I close my book and set it on my nightstand, then blow out my candle. In the darkness, I can hear Maeve’s breathing evening out into sleep and the soft scratch of Lyra’s quill on parchment downstairs.

I pull my blankets up to my chin and close my eyes, willing sleep to come.

I’M STANDING UNDER THE STARS, and the moon is full and bright. It twinkles against a backdrop of inky black sprinkled with glittering light. For a moment, all I can do is stare, like the moon’s pull might be able to lift my feet from the earth and carry me up and away into the night sky.

But something makes me turn and pull my eyes away.

And as I look around, I find myself in a dark, empty space. It’s the kind of darkness that should feel claustrophobic, but it doesn’t.

I’m wearing a dress that kisses my calves, and my feet are bare. Water tickles my ankles, neither warm nor cold. I start to walk, but the dark landscape is unchanging.

For a long time, the moon and stars are my only company. It’s not lonely, exactly, but deep in my chest, I feel something is missing. But what is it?

I pause, water sloshing around my ankles, and lift a hand to touch my chest. Beneath my fingers, my heart beats slow and steady, and I close my eyes, focusing on each thump, on each reminder of the life running through my veins.

And somehow, I’m not startled when a hand touches my shoulder. It’s as if I expected it subconsciously, as if I knew to wait here for the one who would meet me.

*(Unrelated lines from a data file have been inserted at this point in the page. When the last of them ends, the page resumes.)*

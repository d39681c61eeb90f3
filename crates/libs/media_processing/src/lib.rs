#![allow(clippy::cast_possible_truncation, clippy::cast_precision_loss)]

//! # Media Processing
//!
//! Image work for guest uploads and albums:
//!
//! - `read_image_metadata`: pixel dimensions plus a flat map of EXIF tags.
//! - `generate_jpeg_thumbnail`: a bounded JPEG thumbnail, orientation corrected.
//! - `render_qr_png`: a PNG QR code for an album's upload link.
//!
//! Everything here is synchronous and CPU bound. Async callers should run it on
//! `tokio::task::spawn_blocking`.

mod metadata;
mod qr;
mod thumbnail;

pub use metadata::*;
pub use qr::*;
pub use thumbnail::*;
use chrono::{DateTime, Duration, Utc};
use serde::{Deserialize, Serialize};
use sqlx::FromRow;
use sqlx::types::Json;
use utoipa::ToSchema;

/// Exponent cap for retry backoff, keeps the delay representable.
const MAX_BACKOFF_EXPONENT: u32 = 20;

#[derive(Debug, Clone, Copy, Serialize, Deserialize, sqlx::Type, ToSchema, PartialEq, Eq)]
#[sqlx(rename_all = "snake_case")]
#[serde(rename_all = "snake_case")]
pub enum NotificationType {
    Upload,
    Comment,
    Like,
    AlbumShared,
    System,
}

/// An in-app notification.
#[derive(Debug, Clone, Serialize, FromRow, ToSchema)]
#[serde(rename_all = "camelCase")]
pub struct Notification {
    pub id: String,
    pub recipient_id: i64,
    pub notification_type: NotificationType,
    pub title: String,
    pub message: String,
    pub album_id: Option<String>,
    pub upload_id: Option<String>,
    #[schema(value_type = Object)]
    pub data: Json<serde_json::Value>,
    pub is_read: bool,
    pub read_at: Option<DateTime<Utc>>,
    pub created_at: DateTime<Utc>,
}

#[derive(Debug, Clone)]
pub struct NewNotification {
    pub recipient_id: i64,
    pub notification_type: NotificationType,
    pub title: String,
    pub message: String,
    pub album_id: Option<String>,
    pub upload_id: Option<String>,
    pub data: serde_json::Value,
}

#[derive(Debug, Clone, Copy, Serialize, Deserialize, sqlx::Type, ToSchema, PartialEq, Eq)]
#[sqlx(rename_all = "lowercase")]
#[serde(rename_all = "lowercase")]
pub enum EmailStatus {
    Pending,
    Sent,
    Failed,
    Delivered,
    Bounced,
}

/// An outbound email and its delivery state.
#[derive(Debug, Clone, Serialize, FromRow, ToSchema)]
#[serde(rename_all = "camelCase")]
pub struct EmailNotification {
    pub id: String,
    pub recipient_email: String,
    pub recipient_name: String,
    pub recipient_user_id: Option<i64>,
    pub subject: String,
    pub html_content: String,
    pub text_content: String,
    pub album_id: Option<String>,
    pub upload_id: Option<String>,
    /// Stored template the body was rendered from, if any.
    pub template_id: Option<i64>,
    pub status: EmailStatus,
    pub error_message: String,
    pub sent_at: Option<DateTime<Utc>>,
    pub retry_count: i32,
    pub max_retries: i32,
    pub next_retry_at: Option<DateTime<Utc>>,
    pub created_at: DateTime<Utc>,
    pub updated_at: DateTime<Utc>,
}

impl EmailNotification {
    #[must_use]
    pub fn can_retry(&self) -> bool {
        self.status == EmailStatus::Failed && self.retry_count < self.max_retries
    }

    /// Whether a retry is allowed and its backoff has elapsed.
    #[must_use]
    pub fn is_retry_due(&self, now: DateTime<Utc>) -> bool {
        self.can_retry() && self.next_retry_at.is_none_or(|at| at <= now)
    }

    pub fn mark_sent(&mut self, now: DateTime<Utc>) {
        self.status = EmailStatus::Sent;
        self.sent_at = Some(now);
        self.updated_at = now;
    }

    /// Records a failed delivery attempt. When another attempt is allowed,
    /// schedules it `2^retry_count` minutes from `now`.
    pub fn mark_failed(&mut self, error_message: &str, now: DateTime<Utc>) {
        self.status = EmailStatus::Failed;
        self.error_message = error_message.to_owned();
        self.retry_count = self.retry_count.saturating_add(1);
        if self.can_retry() {
            self.next_retry_at = Some(now + retry_backoff(self.retry_count));
        }
        self.updated_at = now;
    }
}

/// Wait before the next attempt: `2^retry_count` minutes.
#[must_use]
pub fn retry_backoff(retry_count: i32) -> Duration {
    let exponent = u32::try_from(retry_count)
        .unwrap_or(0)
        .min(MAX_BACKOFF_EXPONENT);
    Duration::minutes(1_i64 << exponent)
}

#[derive(Debug, Clone)]
pub struct NewEmailNotification {
    pub recipient_email: String,
    pub recipient_name: String,
    pub recipient_user_id: Option<i64>,
    pub subject: String,
    pub html_content: String,
    pub text_content: String,
    pub album_id: Option<String>,
    pub upload_id: Option<String>,
    pub template_id: Option<i64>,
    pub max_retries: i32,
}

#[derive(
    Debug, Clone, Copy, Default, Serialize, Deserialize, sqlx::Type, ToSchema, PartialEq, Eq,
)]
#[sqlx(rename_all = "lowercase")]
#[serde(rename_all = "lowercase")]
pub enum DigestFrequency {
    #[default]
    Immediate,
    Daily,
    Weekly,
    Never,
}

/// Per-user notification switches. A user without a stored row gets `defaults_for`.
#[derive(Debug, Clone, Serialize, FromRow, ToSchema, PartialEq, Eq)]
#[serde(rename_all = "camelCase")]
pub struct NotificationPreference {
    pub user_id: i64,
    pub email_new_upload: bool,
    pub email_new_comment: bool,
    pub app_new_upload: bool,
    pub app_new_comment: bool,
    pub digest_frequency: DigestFrequency,
}

impl NotificationPreference {
    #[must_use]
    pub const fn defaults_for(user_id: i64) -> Self {
        Self {
            user_id,
            email_new_upload: true,
            email_new_comment: true,
            app_new_upload: true,
            app_new_comment: true,
            digest_frequency: DigestFrequency::Immediate,
        }
    }
}
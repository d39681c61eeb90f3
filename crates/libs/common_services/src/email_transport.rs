mod http;
mod log;

pub use http::HttpEmailTransport;
pub use log::LogEmailTransport;

use app_state::{EmailTransportSettings, NotificationSettings};
use async_trait::async_trait;
use serde::Serialize;
use std::sync::Arc;
use thiserror::Error;

#[derive(Debug, Error)]
pub enum EmailTransportError {
    #[error("mail API rejected the message: {0}")]
    Rejected(String),

    #[error("mail API request failed: {0}")]
    Http(#[from] reqwest::Error),
}

/// A fully rendered email, ready to hand to a transport.
#[derive(Debug, Clone, Serialize)]
pub struct OutgoingEmail {
    pub from_address: String,
    pub from_name: String,
    pub to_address: String,
    pub to_name: String,
    pub subject: String,
    pub html: String,
    pub text: String,
}

#[async_trait]
pub trait EmailTransport: Send + Sync {
    async fn send(&self, email: &OutgoingEmail) -> Result<(), EmailTransportError>;
}

/// Builds the transport selected in settings.
///
/// # Errors
///
/// Returns an error if the HTTP client cannot be constructed.
pub fn build_email_transport(
    settings: &NotificationSettings,
) -> color_eyre::Result<Arc<dyn EmailTransport>> {
    Ok(match &settings.transport {
        EmailTransportSettings::Log => Arc::new(LogEmailTransport),
        EmailTransportSettings::Http {
            endpoint,
            api_key,
            timeout_seconds,
        } => Arc::new(HttpEmailTransport::new(
            endpoint,
            api_key.clone(),
            *timeout_seconds,
        )?),
    })
}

I open my eyes and turn to face my visitor. But they’re obscured by shadow. Still, I’m not afraid. I feel I’ve known them forever, even without seeing a glimpse of their face.

They take my hand in theirs, and for the first time, I feel warmth. It spreads through my fingertips, up my arm, and into my chest. And the moment it touches my heart, the darkness erupts like the explosion of a star. But we don’t react, my companion and I.

Instead, we dance. The water beneath my feet turns into air, and then we’re twirling through clouds, the night sky having given way to pastel oranges and pinks, like we’re waltzing through the rising of the sun.

I smile. And when I reach again for that missing spot in my chest, I can no longer find it. It’s full now, and it makes me feel like no matter what happens, I’m going to be okay.

And it reminds me not to be afraid.

WHEN I OPEN MY EYES, the room is still dark, though the depth of the darkness suggests dawn isn’t far off.

I can hear Maeve’s steady breathing, accompanied by Lyra’s gentle snoring.

And even now, I feel the warmth from my dream.

My hand is pressed to my chest beneath my blanket, and I can feel my heart beating—steady and calm, but different than it was before I fell asleep.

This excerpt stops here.